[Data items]
____________________

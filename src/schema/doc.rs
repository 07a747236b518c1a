//! Building blocks shared by schema builders.
//!
//! [`Doc`] collects properties and silently drops absent or empty ones, so a
//! builder can chain every optional property without checking each first.
//! The free functions map raw form fragments to nested schema.org nodes; each
//! returns `None` (or an empty `Vec`) when the fragment is incomplete.

use crate::value::{Fields, as_text};
use chrono::{DateTime, NaiveDate, NaiveDateTime};
use serde_json::{Map, Number, Value};

pub const SCHEMA_CONTEXT: &str = "https://schema.org";

// ============================================================================
// Document Builder
// ============================================================================

/// Ordered JSON-LD node under construction.
#[derive(Debug, Clone)]
pub struct Doc {
    map: Map<String, Value>,
}

impl Doc {
    /// Top-level document: `@context` then `@type`.
    pub fn new(kind: &str) -> Self {
        let mut map = Map::new();
        map.insert("@context".into(), Value::String(SCHEMA_CONTEXT.into()));
        map.insert("@type".into(), Value::String(kind.into()));
        Self { map }
    }

    /// Nested node: `@type` only.
    pub fn node(kind: &str) -> Self {
        let mut map = Map::new();
        map.insert("@type".into(), Value::String(kind.into()));
        Self { map }
    }

    pub fn text(self, key: &str, text: Option<String>) -> Self {
        self.value(key, text.map(Value::String))
    }

    pub fn number(self, key: &str, number: Option<f64>) -> Self {
        self.value(key, number.and_then(json_number))
    }

    pub fn flag(self, key: &str, flag: Option<bool>) -> Self {
        self.value(key, flag.map(Value::Bool))
    }

    /// Insert only when present.
    pub fn value(mut self, key: &str, value: Option<Value>) -> Self {
        if let Some(value) = value {
            self.map.insert(key.into(), value);
        }
        self
    }

    /// Insert only when non-empty. Always emitted as an array.
    pub fn list(self, key: &str, items: Vec<Value>) -> Self {
        let value = (!items.is_empty()).then_some(Value::Array(items));
        self.value(key, value)
    }

    /// Insert a single item as-is, several as an array, none not at all.
    pub fn one_or_many(self, key: &str, mut items: Vec<Value>) -> Self {
        let value = match items.len() {
            0 => None,
            1 => items.pop(),
            _ => Some(Value::Array(items)),
        };
        self.value(key, value)
    }

    pub fn strings(self, key: &str, items: Vec<String>) -> Self {
        self.list(key, items.into_iter().map(Value::String).collect())
    }

    pub fn build(self) -> Value {
        Value::Object(self.map)
    }
}

/// Whole numbers become integers; non-finite values are dropped.
pub fn json_number(n: f64) -> Option<Value> {
    if n.fract() == 0.0 && n.abs() < 1e15 {
        #[allow(clippy::cast_possible_truncation)]
        return Some(Value::from(n as i64));
    }
    Number::from_f64(n).map(Value::Number)
}

// ============================================================================
// Durations
// ============================================================================

/// `PT{h}H{m}M` for a positive number of minutes.
pub fn minutes_to_duration(minutes: f64) -> Option<String> {
    if !minutes.is_finite() || minutes <= 0.0 {
        return None;
    }
    #[allow(clippy::cast_possible_truncation, clippy::cast_sign_loss)]
    let total = minutes.round() as u64;
    Some(format!("PT{}H{}M", total / 60, total % 60))
}

/// Duration property that may be given as minutes or as an ISO 8601 string.
pub fn duration_field(fields: &Fields<'_>, key: &str) -> Option<String> {
    if let Some(minutes) = fields.number(key) {
        return minutes_to_duration(minutes);
    }
    fields
        .text(key)
        .filter(|text| text.starts_with('P') && text.len() > 1)
}

/// Span between two timestamps as `PT{h}H{m}M`.
///
/// Omitted when either endpoint is missing or unparsable, or when `end`
/// precedes `start`. A zero-length span yields `PT0H0M`.
pub fn duration_between(start: Option<&str>, end: Option<&str>) -> Option<String> {
    let start = parse_timestamp(start?)?;
    let end = parse_timestamp(end?)?;
    let minutes = (end - start).num_minutes();
    if minutes < 0 {
        return None;
    }
    Some(format!("PT{}H{}M", minutes / 60, minutes % 60))
}

/// Parse RFC 3339, `YYYY-MM-DDTHH:MM[:SS]`, `YYYY-MM-DD HH:MM[:SS]` or a bare
/// date. Zoned timestamps are normalized to UTC.
pub fn parse_timestamp(text: &str) -> Option<NaiveDateTime> {
    let text = text.trim();
    if let Ok(dt) = DateTime::parse_from_rfc3339(text) {
        return Some(dt.naive_utc());
    }
    const FORMATS: [&str; 4] = [
        "%Y-%m-%dT%H:%M:%S",
        "%Y-%m-%dT%H:%M",
        "%Y-%m-%d %H:%M:%S",
        "%Y-%m-%d %H:%M",
    ];
    FORMATS
        .iter()
        .find_map(|fmt| NaiveDateTime::parse_from_str(text, fmt).ok())
        .or_else(|| {
            NaiveDate::parse_from_str(text, "%Y-%m-%d")
                .ok()
                .and_then(|date| date.and_hms_opt(0, 0, 0))
        })
}

// ============================================================================
// Enumerations
// ============================================================================

/// Map a loose form value onto a schema.org enumeration member URL.
///
/// Matching ignores case, spaces, `-` and `_`, and an existing
/// `https://schema.org/` prefix. Unknown values pass through unchanged.
pub fn schema_enum(text: &str, members: &[&str]) -> String {
    let key = normalize_enum(text);
    members
        .iter()
        .find(|member| normalize_enum(member) == key)
        .map_or_else(|| text.to_owned(), |member| format!("{SCHEMA_CONTEXT}/{member}"))
}

fn normalize_enum(text: &str) -> String {
    let text = text.trim();
    let text = text
        .strip_prefix("https://schema.org/")
        .or_else(|| text.strip_prefix("http://schema.org/"))
        .unwrap_or(text);
    text.chars()
        .filter(|c| !matches!(c, ' ' | '-' | '_'))
        .map(|c| c.to_ascii_lowercase())
        .collect()
}

/// Pick a `@type` from an allow-list, falling back to `default`.
pub fn pick_type(text: Option<String>, allowed: &[&'static str], default: &'static str) -> &'static str {
    text.and_then(|text| {
        allowed
            .iter()
            .find(|kind| kind.eq_ignore_ascii_case(text.trim()))
            .copied()
    })
    .unwrap_or(default)
}

// ============================================================================
// Nested Nodes
// ============================================================================

/// One image URL, or several as an array.
pub fn image(fields: &Fields<'_>, key: &str) -> Option<Value> {
    let urls = fields.strings(key);
    match urls.len() {
        0 => None,
        1 => urls.into_iter().next().map(Value::String),
        _ => Some(Value::Array(urls.into_iter().map(Value::String).collect())),
    }
}

/// `Person` from a name string or a `{ name, url, ... }` record.
pub fn person(value: &Value) -> Option<Value> {
    if let Some(name) = as_text(value) {
        return Some(Doc::node("Person").text("name", Some(name)).build());
    }
    let f = Fields::new(value);
    let name = f.text("name")?;
    Some(
        Doc::node("Person")
            .text("name", Some(name))
            .text("url", f.text("url"))
            .text("jobTitle", f.text("jobTitle"))
            .text("image", f.text("image"))
            .build(),
    )
}

/// People from `key`: a list, a single record, or a single name.
pub fn people(fields: &Fields<'_>, key: &str) -> Vec<Value> {
    match fields.get(key) {
        Some(Value::Array(items)) => items.iter().filter_map(person).collect(),
        Some(value) => person(value).into_iter().collect(),
        None => Vec::new(),
    }
}

/// Reference to an organization from a name string or `{ name, url, logo }`.
pub fn organization_ref(value: Option<&Value>) -> Option<Value> {
    let value = value?;
    if let Some(name) = as_text(value) {
        return Some(Doc::node("Organization").text("name", Some(name)).build());
    }
    let f = Fields::new(value);
    let name = f.text("name")?;
    Some(
        Doc::node("Organization")
            .text("name", Some(name))
            .text("url", f.text("url"))
            .value("logo", image_object(f.text("logo")))
            .strings("sameAs", f.strings("sameAs"))
            .build(),
    )
}

/// `ImageObject` wrapper around a URL.
pub fn image_object(url: Option<String>) -> Option<Value> {
    url.map(|url| Doc::node("ImageObject").text("url", Some(url)).build())
}

/// `PostalAddress` when any address part is present.
pub fn postal_address(f: &Fields<'_>) -> Option<Value> {
    const PARTS: [&str; 5] = [
        "streetAddress",
        "addressLocality",
        "addressRegion",
        "postalCode",
        "addressCountry",
    ];
    if PARTS.iter().all(|part| f.text(part).is_none()) {
        return None;
    }
    let doc = PARTS
        .iter()
        .fold(Doc::node("PostalAddress"), |doc, part| doc.text(part, f.text(part)));
    Some(doc.build())
}

/// `Place` with a name and/or address.
pub fn place(f: &Fields<'_>) -> Option<Value> {
    let name = f.text("name");
    let address = postal_address(f).or_else(|| postal_address(&f.record("address")));
    if name.is_none() && address.is_none() {
        return None;
    }
    Some(
        Doc::node("Place")
            .text("name", name)
            .value("address", address)
            .build(),
    )
}

const AVAILABILITY: [&str; 9] = [
    "InStock",
    "OutOfStock",
    "PreOrder",
    "BackOrder",
    "Discontinued",
    "LimitedAvailability",
    "OnlineOnly",
    "InStoreOnly",
    "SoldOut",
];

/// `Offer` nodes; elements without a price are skipped.
pub fn offers(items: &[Value]) -> Vec<Value> {
    items
        .iter()
        .filter_map(|item| {
            let f = Fields::new(item);
            let price = f.text("price")?;
            Some(
                Doc::node("Offer")
                    .text("price", Some(price))
                    .text("priceCurrency", f.text("priceCurrency"))
                    .text(
                        "availability",
                        f.text("availability").map(|a| schema_enum(&a, &AVAILABILITY)),
                    )
                    .text("url", f.text("url"))
                    .text("validFrom", f.text("validFrom"))
                    .text("priceValidUntil", f.text("priceValidUntil"))
                    .build(),
            )
        })
        .collect()
}

/// `AggregateRating` when a rating value and a count are both present.
pub fn aggregate_rating(f: &Fields<'_>) -> Option<Value> {
    let value = f.text("ratingValue")?;
    let count = f.number("reviewCount").or_else(|| f.number("ratingCount"))?;
    Some(
        Doc::node("AggregateRating")
            .text("ratingValue", Some(value))
            .number("reviewCount", Some(count))
            .text("bestRating", f.text("bestRating"))
            .text("worstRating", f.text("worstRating"))
            .build(),
    )
}

/// `Rating` node.
pub fn rating(f: &Fields<'_>) -> Option<Value> {
    let value = f.text("ratingValue")?;
    Some(
        Doc::node("Rating")
            .text("ratingValue", Some(value))
            .text("bestRating", f.text("bestRating"))
            .text("worstRating", f.text("worstRating"))
            .build(),
    )
}

/// Embedded `Review` nodes; each needs an author and a rating.
pub fn reviews(items: &[Value]) -> Vec<Value> {
    items
        .iter()
        .filter_map(|item| {
            let f = Fields::new(item);
            let author = f.get("author").and_then(person)?;
            let rating = rating(&f)?;
            Some(
                Doc::node("Review")
                    .value("author", Some(author))
                    .value("reviewRating", Some(rating))
                    .text("reviewBody", f.text("reviewBody"))
                    .text("datePublished", f.text("datePublished"))
                    .build(),
            )
        })
        .collect()
}

/// Instruction steps from strings or `{ name, text, image, url }` records.
pub fn steps(items: &[Value], kind: &str) -> Vec<Value> {
    items
        .iter()
        .filter_map(|item| {
            if let Some(text) = as_text(item) {
                return Some(Doc::node(kind).text("text", Some(text)).build());
            }
            let f = Fields::new(item);
            let text = f.text("text")?;
            Some(
                Doc::node(kind)
                    .text("name", f.text("name"))
                    .text("text", Some(text))
                    .text("image", f.text("image"))
                    .text("url", f.text("url"))
                    .build(),
            )
        })
        .collect()
}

____________________

*Exercise prompt:* Nothing but the lines from the start of the data above through the line with "empty ones, so a" should appear in your answer, copied exactly.

*The answer:*
filename src/schema/doc.rs
repository 07a747236b518c1a
//! Building blocks shared by schema builders.
//!
//! [`Doc`] collects properties and silently drops absent or empty ones, so a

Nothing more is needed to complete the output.